Workplace humour is a necessity

Jul 17, 2014

grocer

 

I couldn’t imagine the workplace without a sense of humour. Oh what a dull, dreary place it would be. Humour at work, in life, has to do with people, of course, and the way they come across. Some are fun to know because they are naturally witty while others manage to be desperately funny despite themselves.

As an example of the latter: many years ago, Mrs Jones upbraided my dour workmate Ben for his unintentional flatulence. “How dare you break wind before me,” she admonished, to which Ben responded, “Sorry, Mrs Jones, I didn’t know you wanted to!”

Touché.

My wife and I spent a lot of years operating a supermarket. With such a wide variety of personalities, staff and customer, there were many light moments (but I only have space to tell you a few):

We had a butcher’s shop on the premises, providing fresh meat to the town and the surrounding community. The butcher was a character, his apprentice even more so. One afternoon there was a shriek followed by gales of laughter from a couple of lady customers. I came around the end of an aisle at about the same time to find the women bent double, laughing at the apprentice. He had a cow’s tongue hanging from his mouth and a sign around his neck reading, “… and can breathe through my ears.”

All right. Make what you can of that, you awful lot!

Two women worked for us as casual shelf stackers when a truckload of goods arrived. One afternoon in the 1980s, one took a carton of a recently released product from the pallet, stopped and looked twice to be sure of what it was: Adhesive sanitary napkins. Turning to her companion, she asked, “But wouldn’t it hurt taking them off…?”

Anna came regularly from another town. She always brought Maria, her mother, a dear old soul of eastern European origin, as well as her two toddlers. One day as I walked into an aisle, I saw Anna bend to get a 10kg bag of rice from the bottom shelf. I told her to leave it, then picked it up and carried it to the checkout for her. As I leant forward to get the bag, Maria said,
“Thank you. Her piles not good now since she have her babies.”
Anna wailed, “Oh, M-U-U-U-UM…!!!”

Monday morning.
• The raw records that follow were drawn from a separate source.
//! Relationship maintenance
//!
//! Relationships are directed id sets on each document, kept roughly
//! bidirectional by queuing a reverse-edge write for every edge stored.
//! The expander follows those ids one hop to enrich a result set.

mod expand;
mod outbox;

pub use expand::*;
pub use outbox::*;
//! Store command implementation

use crate::error::{Error, Result};
use crate::memory::{Memory, StoreRequest};
use crate::store::{Document, DocumentType};
use serde::Serialize;
use std::path::PathBuf;
use tracing::{info, warn};

/// Where the content of a `store` call comes from
#[derive(Debug, Clone)]
pub enum StoreSource {
    File(PathBuf),
    Text(String),
}

#[derive(Debug, Clone)]
pub struct StoreOptions {
    pub id: Option<String>,
    pub doc_type: DocumentType,
    pub tags: Vec<String>,
    pub related: Vec<String>,
}

/// What was stored, for CLI display
#[derive(Debug, Clone, Serialize)]
pub struct StoredSummary {
    pub id: String,
    pub doc_type: DocumentType,
    pub quality_score: f32,
    pub relocated: bool,
    pub language: Option<String>,
    pub tags: Vec<String>,
    pub relationships: Vec<String>,
    pub summary: String,
}

impl From<&Document> for StoredSummary {
    fn from(doc: &Document) -> Self {
        Self {
            id: doc.id.clone(),
            doc_type: doc.metadata.doc_type,
            quality_score: doc.quality_score,
            relocated: doc.is_relocated(),
            language: doc.metadata.language.clone(),
            tags: doc.metadata.tags.iter().cloned().collect(),
            relationships: doc.metadata.relationships.iter().cloned().collect(),
            summary: doc.summary.clone(),
        }
    }
}

/// Store a single document
pub async fn cmd_store(
    memory: &Memory,
    source: StoreSource,
    options: StoreOptions,
) -> Result<StoredSummary> {
    let mut request = match source {
        StoreSource::File(path) => {
            let content = std::fs::read_to_string(&path)
                .map_err(|e| Error::InvalidPath(format!("{}: {}", path.display(), e)))?;
            let canonical = path.canonicalize().unwrap_or(path);
            info!("Storing {}", canonical.display());
            StoreRequest::new(content, options.doc_type)
                .with_source_path(canonical.display().to_string())
        }
        StoreSource::Text(text) => StoreRequest::new(text, options.doc_type),
    };

    if request.content.trim().is_empty() {
        return Err(Error::Other("Refusing to store empty content".to_string()));
    }

    request.id = options.id;
    let request = request
        .with_tags(options.tags)
        .with_relationships(options.related);

    let stored = memory.store(request).await?;

    // Deferred edges live only in this process
    let report = memory.flush_relationships().await;
    if !report.is_clean() {
        warn!("Relationship sync incomplete: {:?}", report);
    }

    Ok(StoredSummary::from(&stored))
}

pub fn print_stored(summary: &StoredSummary) {
    println!("✓ Stored {} [{}]", summary.id, summary.doc_type);
    println!("  Quality: {:.2}", summary.quality_score);
    if let Some(language) = &summary.language {
        println!("  Language: {}", language);
    }
    if summary.relocated {
        println!("  Content relocated to blob storage");
    }
    if !summary.tags.is_empty() {
        println!("  Tags: {}", summary.tags.join(", "));
    }
    if !summary.relationships.is_empty() {
        println!("  Related: {}", summary.relationships.join(", "));
    }
    if !summary.summary.is_empty() {
        println!("\n{}", summary.summary);
    }
}
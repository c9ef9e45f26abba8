use crate::embed::EmbeddingMode;
use crate::error::{Error, Result};
use reqwest::Client;
use serde::{Deserialize, Serialize};
use std::time::Duration;
use url::Url;

#[derive(Debug, Clone, Serialize)]
struct EmbedTextRequest<'a> {
    model: &'a str,
    inputs: Vec<String>,
    task_type: &'static str,
}

#[derive(Debug, Clone, Deserialize)]
#[serde(untagged)]
enum EmbeddingResponse {
    Embeddings { embeddings: Vec<Vec<f32>> },
    Vectors { vectors: Vec<Vec<f32>> },
    Data { data: Vec<EmbeddingData> },
}

#[derive(Debug, Clone, Deserialize)]
struct EmbeddingData {
    embedding: Vec<f32>,
}

impl EmbeddingResponse {
    fn into_embeddings(self) -> Vec<Vec<f32>> {
        match self {
            EmbeddingResponse::Embeddings { embeddings } => embeddings,
            EmbeddingResponse::Vectors { vectors } => vectors,
            EmbeddingResponse::Data { data } => data.into_iter().map(|d| d.embedding).collect(),
        }
    }
}

/// Thin HTTP client for the embedding service. Requests are sent once;
/// transport and status errors go straight back to the caller.
pub struct EmbeddingBackendClient {
    client: Client,
    base_url: Url,
}

impl EmbeddingBackendClient {
    pub fn new(base_url: &str, timeout: Duration) -> Result<Self> {
        let base_url = Url::parse(base_url)?;
        let client = Client::builder().timeout(timeout).build()?;
        Ok(Self { client, base_url })
    }

    fn endpoint(&self, path: &str) -> Result<Url> {
        self.base_url
            .join(path)
            .map_err(|e| Error::Config(format!("Invalid embedding backend URL: {}", e)))
    }

    pub async fn embed_text(
        &self,
        model: &str,
        inputs: Vec<String>,
        mode: EmbeddingMode,
    ) -> Result<Vec<Vec<f32>>> {
        let url = self.endpoint("/v1/embed/text")?;
        let request = EmbedTextRequest {
            model,
            inputs,
            task_type: mode.task_type(),
        };

        let response = self
            .client
            .post(url)
            .json(&request)
            .send()
            .await
            .map_err(|e| Error::Embedding(e.to_string()))?
            .error_for_status()
            .map_err(|e| Error::Embedding(e.to_string()))?;

        let parsed: EmbeddingResponse = response.json().await?;
        Ok(parsed.into_embeddings())
    }
}
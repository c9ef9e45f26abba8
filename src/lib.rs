//! memvault - semantic document memory for a home-services marketplace
//!
//! This crate provides:
//! - A document store with blob relocation for oversized content
//! - Embedding-based search with one-hop relationship expansion
//! - Regex intent and entity extraction for booking conversations

pub mod analysis;
pub mod commands;
pub mod config;
pub mod embed;
pub mod embedding_backend;
pub mod error;
pub mod generate;
pub mod intent;
pub mod memory;
pub mod progress;
pub mod rank;
pub mod relations;
pub mod store;

pub use config::Config;
pub use error::{Error, Result};
pub use memory::Memory;
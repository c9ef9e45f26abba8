//! Rule-based intent and entity extraction for the booking chat
//!
//! Everything here is a single pass of regular expressions over the current
//! utterance. The only context carried between turns is the suggestion
//! list, which is derived from the previous turn's analysis.

mod chat;
mod entities;
mod matcher;

pub use chat::*;
pub use entities::*;
pub use matcher::*;
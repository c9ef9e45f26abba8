//! Configuration management for memvault
//!
//! Handles loading, saving, and validating configuration from TOML files.

mod defaults;

pub use defaults::*;

use crate::error::{Error, Result};
use serde::{Deserialize, Serialize};
use std::path::{Path, PathBuf};
use tracing::{debug, info};

/// Main configuration structure
#[derive(Debug, Clone, Default, Serialize, Deserialize)]
pub struct Config {
    /// Embedding backend configuration
    #[serde(default)]
    pub embedding: EmbeddingConfig,

    /// Text generation backend configuration
    #[serde(default)]
    pub generation: GenerationConfig,

    /// Document store configuration
    #[serde(default)]
    pub store: StoreConfig,

    /// Search configuration
    #[serde(default)]
    pub search: SearchConfig,

    /// Quality score weights
    #[serde(default)]
    pub quality: QualityConfig,

    /// Reverse relationship maintenance
    #[serde(default)]
    pub relationships: RelationshipConfig,

    /// Chat intent detection
    #[serde(default)]
    pub intent: IntentConfig,

    /// Paths configuration (internal, not user-editable)
    #[serde(skip)]
    pub paths: PathsConfig,
}

/// Embedding configuration
#[derive(Debug, Clone, Serialize, Deserialize)]
pub struct EmbeddingConfig {
    /// Base URL of the embedding service
    #[serde(default = "default_embedding_backend_url")]
    pub backend_url: String,

    /// Model name/identifier
    #[serde(default = "default_embedding_model")]
    pub model: String,

    /// Embedding dimension (must match model)
    #[serde(default = "default_embedding_dimension")]
    pub dimension: usize,

    /// Characters of input sent per text; longer input is truncated
    #[serde(default = "default_embedding_max_input_chars")]
    pub max_input_chars: usize,

    /// Request timeout in seconds
    #[serde(default = "default_embedding_timeout")]
    pub timeout_secs: u64,
}

/// Text generation configuration
#[derive(Debug, Clone, Serialize, Deserialize)]
pub struct GenerationConfig {
    /// Run document analysis through the generation service
    #[serde(default = "default_generation_enabled")]
    pub enabled: bool,

    /// Base URL of the generation service
    #[serde(default = "default_generation_backend_url")]
    pub backend_url: String,

    /// Model name/identifier
    #[serde(default = "default_generation_model")]
    pub model: String,

    /// Request timeout in seconds
    #[serde(default = "default_generation_timeout")]
    pub timeout_secs: u64,

    /// Characters of document content included in an analysis prompt
    #[serde(default = "default_generation_max_prompt_chars")]
    pub max_prompt_chars: usize,
}

/// Document store configuration
#[derive(Debug, Clone, Serialize, Deserialize)]
pub struct StoreConfig {
    /// Content longer than this is relocated to blob storage
    #[serde(default = "default_content_threshold_chars")]
    pub content_threshold_chars: usize,

    /// Maximum candidates read from the store for one search
    #[serde(default = "default_fetch_cap")]
    pub fetch_cap: usize,
}

/// Search configuration
#[derive(Debug, Clone, Serialize, Deserialize)]
pub struct SearchConfig {
    /// Default number of results
    #[serde(default = "default_search_k")]
    pub default_k: usize,

    /// Minimum cosine similarity (-1.0 - 1.0)
    #[serde(default = "default_search_min_score")]
    pub min_score: f32,

    /// Follow relationships one hop from the ranked results
    #[serde(default = "default_expand_relationships")]
    pub expand_relationships: bool,
}

/// Quality score weights and normalization
#[derive(Debug, Clone, Serialize, Deserialize)]
pub struct QualityConfig {
    #[serde(default = "default_weight_patterns")]
    pub patterns_weight: f32,

    #[serde(default = "default_weight_insights")]
    pub insights_weight: f32,

    #[serde(default = "default_weight_complexity")]
    pub complexity_weight: f32,

    #[serde(default = "default_weight_maintainability")]
    pub maintainability_weight: f32,

    #[serde(default = "default_weight_summary")]
    pub summary_weight: f32,

    /// Complexity value that maps to a full complexity contribution
    #[serde(default = "default_complexity_scale")]
    pub complexity_scale: f32,

    /// Maintainability value that maps to a full maintainability contribution
    #[serde(default = "default_maintainability_scale")]
    pub maintainability_scale: f32,

    /// Summaries longer than this earn the summary contribution
    #[serde(default = "default_summary_min_chars")]
    pub summary_min_chars: usize,

    /// Complexity used when the analysis is unavailable
    #[serde(default = "default_fallback_complexity")]
    pub fallback_complexity: f32,

    /// Maintainability used when the analysis is unavailable
    #[serde(default = "default_fallback_maintainability")]
    pub fallback_maintainability: f32,
}

/// When reverse relationship edges are written
#[derive(Debug, Clone, Copy, Default, PartialEq, Eq, Serialize, Deserialize)]
#[serde(rename_all = "lowercase")]
pub enum RelationshipSync {
    /// Drain the outbox right after each store
    #[default]
    Inline,
    /// Leave edges queued until explicitly flushed
    Deferred,
}

/// Relationship maintenance configuration
#[derive(Debug, Clone, Serialize, Deserialize)]
pub struct RelationshipConfig {
    #[serde(default)]
    pub sync: RelationshipSync,

    /// Attempts per reverse edge before it is dropped
    #[serde(default = "default_relationship_max_attempts")]
    pub max_attempts: u32,
}

/// Intent detection configuration
#[derive(Debug, Clone, Serialize, Deserialize)]
pub struct IntentConfig {
    /// Hit ratio below which the detected intent falls back to general
    #[serde(default = "default_intent_min_confidence")]
    pub min_confidence: f32,
}

/// Internal paths configuration
#[derive(Debug, Clone, Default)]
pub struct PathsConfig {
    /// Base directory for memvault data
    pub base_dir: PathBuf,

    /// Path to config file
    pub config_file: PathBuf,

    /// Path to SQLite database
    pub db_file: PathBuf,

    /// Directory holding relocated document content
    pub blob_dir: PathBuf,
}

impl PathsConfig {
    fn under(base: PathBuf, config_file: PathBuf) -> Self {
        Self {
            config_file,
            db_file: base.join("memory.db"),
            blob_dir: base.join("blobs"),
            base_dir: base,
        }
    }
}

impl Default for EmbeddingConfig {
    fn default() -> Self {
        Self {
            backend_url: default_embedding_backend_url(),
            model: default_embedding_model(),
            dimension: default_embedding_dimension(),
            max_input_chars: default_embedding_max_input_chars(),
            timeout_secs: default_embedding_timeout(),
        }
    }
}

impl Default for GenerationConfig {
    fn default() -> Self {
        Self {
            enabled: default_generation_enabled(),
            backend_url: default_generation_backend_url(),
            model: default_generation_model(),
            timeout_secs: default_generation_timeout(),
            max_prompt_chars: default_generation_max_prompt_chars(),
        }
    }
}

impl Default for StoreConfig {
    fn default() -> Self {
        Self {
            content_threshold_chars: default_content_threshold_chars(),
            fetch_cap: default_fetch_cap(),
        }
    }
}

impl Default for SearchConfig {
    fn default() -> Self {
        Self {
            default_k: default_search_k(),
            min_score: default_search_min_score(),
            expand_relationships: default_expand_relationships(),
        }
    }
}

impl Default for QualityConfig {
    fn default() -> Self {
        Self {
            patterns_weight: default_weight_patterns(),
            insights_weight: default_weight_insights(),
            complexity_weight: default_weight_complexity(),
            maintainability_weight: default_weight_maintainability(),
            summary_weight: default_weight_summary(),
            complexity_scale: default_complexity_scale(),
            maintainability_scale: default_maintainability_scale(),
            summary_min_chars: default_summary_min_chars(),
            fallback_complexity: default_fallback_complexity(),
            fallback_maintainability: default_fallback_maintainability(),
        }
    }
}

impl Default for RelationshipConfig {
    fn default() -> Self {
        Self {
            sync: RelationshipSync::default(),
            max_attempts: default_relationship_max_attempts(),
        }
    }
}

impl Default for IntentConfig {
    fn default() -> Self {
        Self {
            min_confidence: default_intent_min_confidence(),
        }
    }
}

impl Config {
    /// Get the default base directory for memvault (~/.memvault)
    pub fn default_base_dir() -> PathBuf {
        dirs::home_dir()
            .unwrap_or_else(|| PathBuf::from("."))
            .join(".memvault")
    }

    /// Get the default config file path
    pub fn default_config_path() -> PathBuf {
        Self::default_base_dir().join("config.toml")
    }

    /// Initialize paths configuration
    pub fn init_paths(&mut self, base_dir: Option<PathBuf>) {
        let base = base_dir.unwrap_or_else(Self::default_base_dir);
        let config_file = base.join("config.toml");
        self.paths = PathsConfig::under(base, config_file);
    }

    /// Load configuration from a specific file path
    pub fn load(config_path: &Path) -> Result<Self> {
        debug!("Loading config from {:?}", config_path);

        if !config_path.exists() {
            return Err(Error::Config(format!(
                "Config file not found: {}",
                config_path.display()
            )));
        }

        let content = std::fs::read_to_string(config_path)?;
        let mut config: Config = toml::from_str(&content)?;

        let base = config_path.parent().unwrap_or(Path::new(".")).to_path_buf();
        config.paths = PathsConfig::under(base, config_path.to_path_buf());

        config.validate()?;
        Ok(config)
    }

    /// Load configuration from a specific base directory, falling back to defaults
    pub fn load_from(base_dir: Option<PathBuf>) -> Result<Self> {
        let mut config = Config::default();
        config.init_paths(base_dir);

        if config.paths.config_file.exists() {
            debug!("Loading config from {:?}", config.paths.config_file);
            let content = std::fs::read_to_string(&config.paths.config_file)?;
            let mut loaded: Config = toml::from_str(&content)?;
            loaded.paths = config.paths;
            config = loaded;
        } else {
            debug!("No config file found, using defaults");
        }

        config.validate()?;
        Ok(config)
    }

    /// Save configuration to file
    pub fn save(&self) -> Result<()> {
        if let Some(parent) = self.paths.config_file.parent() {
            std::fs::create_dir_all(parent)?;
        }

        let content = toml::to_string_pretty(self)?;
        std::fs::write(&self.paths.config_file, content)?;
        info!("Saved config to {:?}", self.paths.config_file);
        Ok(())
    }

    /// Check if memvault is initialized (config and DB exist)
    pub fn is_initialized(&self) -> bool {
        self.paths.config_file.exists() && self.paths.db_file.exists()
    }

    /// Validate configuration
    pub fn validate(&self) -> Result<()> {
        if self.embedding.dimension == 0 {
            return Err(Error::Config(
                "embedding.dimension must be positive".to_string(),
            ));
        }

        if self.store.fetch_cap == 0 {
            return Err(Error::Config("store.fetch_cap must be positive".to_string()));
        }

        if self.store.content_threshold_chars == 0 {
            return Err(Error::Config(
                "store.content_threshold_chars must be positive".to_string(),
            ));
        }

        if self.search.default_k == 0 {
            return Err(Error::Config("search.default_k must be positive".to_string()));
        }

        if !(-1.0..=1.0).contains(&self.search.min_score) {
            return Err(Error::Config(
                "search.min_score must be between -1.0 and 1.0".to_string(),
            ));
        }

        let q = &self.quality;
        let weights = [
            q.patterns_weight,
            q.insights_weight,
            q.complexity_weight,
            q.maintainability_weight,
            q.summary_weight,
        ];
        if weights.iter().any(|w| !w.is_finite() || *w < 0.0) {
            return Err(Error::Config(
                "quality weights must be finite and non-negative".to_string(),
            ));
        }

        if q.complexity_scale <= 0.0 || q.maintainability_scale <= 0.0 {
            return Err(Error::Config(
                "quality.complexity_scale and quality.maintainability_scale must be positive"
                    .to_string(),
            ));
        }

        if self.relationships.max_attempts == 0 {
            return Err(Error::Config(
                "relationships.max_attempts must be at least 1".to_string(),
            ));
        }

        if !(0.0..=1.0).contains(&self.intent.min_confidence) {
            return Err(Error::Config(
                "intent.min_confidence must be between 0.0 and 1.0".to_string(),
            ));
        }

        Ok(())
    }
}

#[cfg(test)]
mod tests {
    use super::*;
    use tempfile::TempDir;

    #[test]
    fn test_default_config() {
        let config = Config::default();
        assert_eq!(config.store.content_threshold_chars, 32_000);
        assert_eq!(config.store.fetch_cap, 1000);
        assert_eq!(config.search.default_k, 10);
        assert_eq!(config.relationships.sync, RelationshipSync::Inline);
        assert!(config.validate().is_ok());
    }

    #[test]
    fn test_config_save_load() {
        let tmp = TempDir::new().unwrap();
        let mut config = Config::default();
        config.init_paths(Some(tmp.path().to_path_buf()));
        config.embedding.model = "custom-embedder".to_string();
        config.relationships.sync = RelationshipSync::Deferred;

        config.save().unwrap();
        assert!(config.paths.config_file.exists());

        let loaded = Config::load_from(Some(tmp.path().to_path_buf())).unwrap();
        assert_eq!(loaded.embedding.model, "custom-embedder");
        assert_eq!(loaded.relationships.sync, RelationshipSync::Deferred);
        assert_eq!(loaded.paths.db_file, tmp.path().join("memory.db"));
        assert_eq!(loaded.paths.blob_dir, tmp.path().join("blobs"));
    }

    #[test]
    fn test_partial_toml_uses_defaults() {
        let config: Config = toml::from_str(
            r#"
            [search]
            default_k = 3

            [quality]
            summary_weight = 0.5
            "#,
        )
        .unwrap();

        assert_eq!(config.search.default_k, 3);
        assert_eq!(config.quality.summary_weight, 0.5);
        assert_eq!(config.quality.patterns_weight, 0.2);
        assert_eq!(config.store.fetch_cap, 1000);
    }

    #[test]
    fn test_config_validation() {
        let mut config = Config::default();

        config.search.min_score = 1.5;
        assert!(config.validate().is_err());
        config.search.min_score = 0.2;
        assert!(config.validate().is_ok());

        config.quality.insights_weight = -0.1;
        assert!(config.validate().is_err());
        config.quality.insights_weight = 0.2;

        config.relationships.max_attempts = 0;
        assert!(config.validate().is_err());
        config.relationships.max_attempts = 1;

        config.intent.min_confidence = 2.0;
        assert!(config.validate().is_err());
    }
}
Kerry, a really great customer and a funny, funny woman, too, came in to buy a pack of tampons on her way to work. They scanned at $34.50 instead of $3.45. Kerry said I could ring Mr Smith (at the warehouse) and tell him where he could stick his tampons. I did. Mr Smith said to pass on the message that it would be cheaper for Kerry to have a hysterectomy. I did. Quick as a flash, Kerry told me I might ring him back and tell him she hoped his wife sat on a tube of super glue! Mr Smith gave up at that point, laughing his head off.

Then there was the day Gina came in and asked if we had any idea why her son, Paul, no longer liked pumpkin. Paul was a likeable kid and a great worker. The fruit and veg warehouse had a surplus of pumpkins and allocated a half-tonne bin of Hendersons for sale at 39c per kilogram. They sold well but, as sometimes happens, there were a few in the bottom of the bin that had seen better days. One very large pumpkin was a bit ‘sus’, so we asked Paul to pick it up carefully and drop it into a little skip kept for compostable material. As he lifted it, the skin, still firm but no more than a shell, split asunder. The entire insides of the pumpkin had turned to an especially foul liquid and this doused the lad from the navel down. Y’know, twenty-five years on, I don’t think Paul can face up to pumpkin yet…

It was the late 1980s and recycled paper products were more readily available. Robert, mid-twenties, and his mother walked in and stopped to check a promotional display of toilet rolls. The manufacturer’s sign, in large print, bore the word ‘RECYCLED’. Robert’s mother looked at it and said, “Oh yuk!” Robert responded, “Don’t worry, Mum, they’ve been rinsed!”

I’ll try to assemble a few more on another occasion but I bet you’ve got a few to share, too.